We believe that teaching the humanities alongside clinical medicine is fundamentally important in equipping the students to become better clinicians by understanding the philosophy underlying the science and also appreciating the moral, social & historic underpinning of the profession. But above all, teaching the humanities may well prevent students becoming demoralised, cynical and disillusioned and equip them to be more resilient (Macpherson, Hart, Heaver, 2016). 

With increasing evidence for this viewpoint, one might ask why the humanities are not taught to medical students in their first clinical year at UCLMS. One of many reasons we suspect could be that the medical schools’ fear this teaching is not acceptable to the students themselves with an eye to the students as discerning consumers.

What this small study suggests is that students not only find the teaching of humanities to be relevant, important & useful, but stimulating & fun. It shows that the students have the maturity and sensitivity to appreciate the benefits of this teaching even if at first they are unfamiliar with the genres (e.g. poetry) & they have the patience & open-mindedness to experience the humanities without initial prejudice before passing their final approving judgement. 

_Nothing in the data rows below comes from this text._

use std::cmp::Ordering;
use std::fmt::{Display, Formatter};
use std::ops::Deref;

use crate::firestore::error::{invalid_argument, FirestoreResult};

#[derive(Clone, Debug, PartialEq, Eq, Hash)]
pub struct ResourcePath {
    segments: Vec<String>,
}

impl ResourcePath {
    pub fn new(segments: Vec<String>) -> Self {
        Self { segments }
    }

    pub fn root() -> Self {
        Self { segments: Vec::new() }
    }

    pub fn from_segments<I, S>(segments: I) -> Self
    where
        I: IntoIterator<Item = S>,
        S: Into<String>,
    {
        let segments = segments.into_iter().map(Into::into).collect();
        Self::new(segments)
    }

    pub fn with_offset(segments: Vec<String>, offset: usize) -> Self {
        if offset >= segments.len() {
            return Self::root();
        }
        Self::new(segments[offset..].to_vec())
    }

    pub fn from_string(path: &str) -> FirestoreResult<Self> {
        if path.trim().is_empty() {
            return Ok(Self::root());
        }

        if path.contains("//") {
            return Err(invalid_argument("Found empty segment in resource path"));
        }

        Ok(Self::from_segments(
            path.split('/')
                .filter(|segment| !segment.is_empty())
                .map(|segment| segment.to_string()),
        ))
    }

    pub fn len(&self) -> usize {
        self.segments.len()
    }

    pub fn is_empty(&self) -> bool {
        self.segments.is_empty()
    }

    pub fn get(&self, index: usize) -> Option<&str> {
        self.segments.get(index).map(|s| s.as_str())
    }

    pub fn segment(&self, index: usize) -> Option<&str> {
        self.segments.get(index).map(|s| s.as_str())
    }

    pub fn child<I, S>(&self, segments: I) -> Self
    where
        I: IntoIterator<Item = S>,
        S: Into<String>,
    {
        let mut new_segments = self.segments.clone();
        new_segments.extend(segments.into_iter().map(Into::into));
        Self::new(new_segments)
    }

    pub fn pop_last(&self) -> Option<Self> {
        if self.segments.is_empty() {
            return None;
        }
        let mut segments = self.segments.clone();
        segments.pop();
        Some(Self::new(segments))
    }

    pub fn without_last(&self) -> Self {
        self.pop_last().unwrap_or_else(Self::root)
    }

    pub fn pop_first(&self) -> Self {
        self.pop_first_n(1)
    }

    pub fn pop_first_n(&self, count: usize) -> Self {
        if count == 0 {
            return self.clone();
        }
        if count >= self.segments.len() {
            return Self::root();
        }
        Self::new(self.segments[count..].to_vec())
    }

    pub fn last_segment(&self) -> Option<&str> {
        self.segments.last().map(|s| s.as_str())
    }

    pub fn as_vec(&self) -> &Vec<String> {
        &self.segments
    }

    pub fn canonical_string(&self) -> String {
        self.segments.join("/")
    }

    pub fn is_prefix_of(&self, other: &Self) -> bool {
        if self.len() > other.len() {
            return false;
        }
        self.segments.iter().zip(other.segments.iter()).all(|(l, r)| l == r)
    }

    pub fn is_immediate_parent_of(&self, other: &Self) -> bool {
        self.len() + 1 == other.len() && self.is_prefix_of(other)
    }

    pub fn first_segment(&self) -> Option<&str> {
        self.segments.first().map(|s| s.as_str())
    }

    pub fn comparator(left: &Self, right: &Self) -> Ordering {
        for (l, r) in left.segments.iter().zip(right.segments.iter()) {
            match l.cmp(r) {
                Ordering::Equal => continue,
                non_eq => return non_eq,
            }
        }
        left.len().cmp(&right.len())
    }
}

impl PartialOrd for ResourcePath {
    fn partial_cmp(&self, other: &Self) -> Option<Ordering> {
        Some(self.cmp(other))
    }
}

impl Ord for ResourcePath {
    fn cmp(&self, other: &Self) -> Ordering {
        Self::comparator(self, other)
    }
}

impl Display for ResourcePath {
    fn fmt(&self, f: &mut Formatter<'_>) -> std::fmt::Result {
        write!(f, "{}", self.canonical_string())
    }
}

impl Deref for ResourcePath {
    type Target = [String];

    fn deref(&self) -> &Self::Target {
        &self.segments
    }
}

#[cfg(test)]
mod tests {
    use super::*;

    #[test]
    fn parse_and_render_path() {
        let path = ResourcePath::from_string("cities/sf/neighborhoods/downtown").unwrap();
        assert_eq!(path.len(), 4);
        assert_eq!(path.last_segment(), Some("downtown"));
        assert_eq!(path.canonical_string(), "cities/sf/neighborhoods/downtown");
    }

    #[test]
    fn handles_root_path() {
        let path = ResourcePath::from_string("").unwrap();
        assert!(path.is_empty());
    }

    #[test]
    fn orders_segment_by_segment() {
        let a = ResourcePath::from_string("a/b").unwrap();
        let ab = ResourcePath::from_string("a/b/c").unwrap();
        let b = ResourcePath::from_string("b").unwrap();
        assert!(a < ab);
        assert!(ab < b);
        assert!(a.is_immediate_parent_of(&ab));
        assert!(!a.is_immediate_parent_of(&b));
    }

    #[test]
    fn rejects_empty_segments() {
        let err = ResourcePath::from_string("cities//sf").unwrap_err();
        assert_eq!(err.code_str(), "firestore/invalid-argument");
    }
}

The authors hypothesise that the overwhelmingly positive student feedback to the teaching of the medical humanities in this study was influenced by the integrating of the teaching of the humanities into the students clinical day led by the clinicians themselves. We believe this integration of medical science and humanities teaching gave the humanities greater legitimacy & importance in the students view. The students observe their clinical tutors consult with patients, teach clinical skills & give tutorials in the morning and then be equally knowledgeable & at ease discussing ethics, science and medical history in the afternoon.

We further suspect that the positive student response may be influenced by small group teaching. The relevance, immediacy, intimacy, and intensity of the humanities teaching may be diminished if this learning was experienced by the students in a large group format.

Finally, we hypothesise that the student feedback was positively influenced by the continuity of the teaching over the year and the development of the student/clinician-teacher relationship.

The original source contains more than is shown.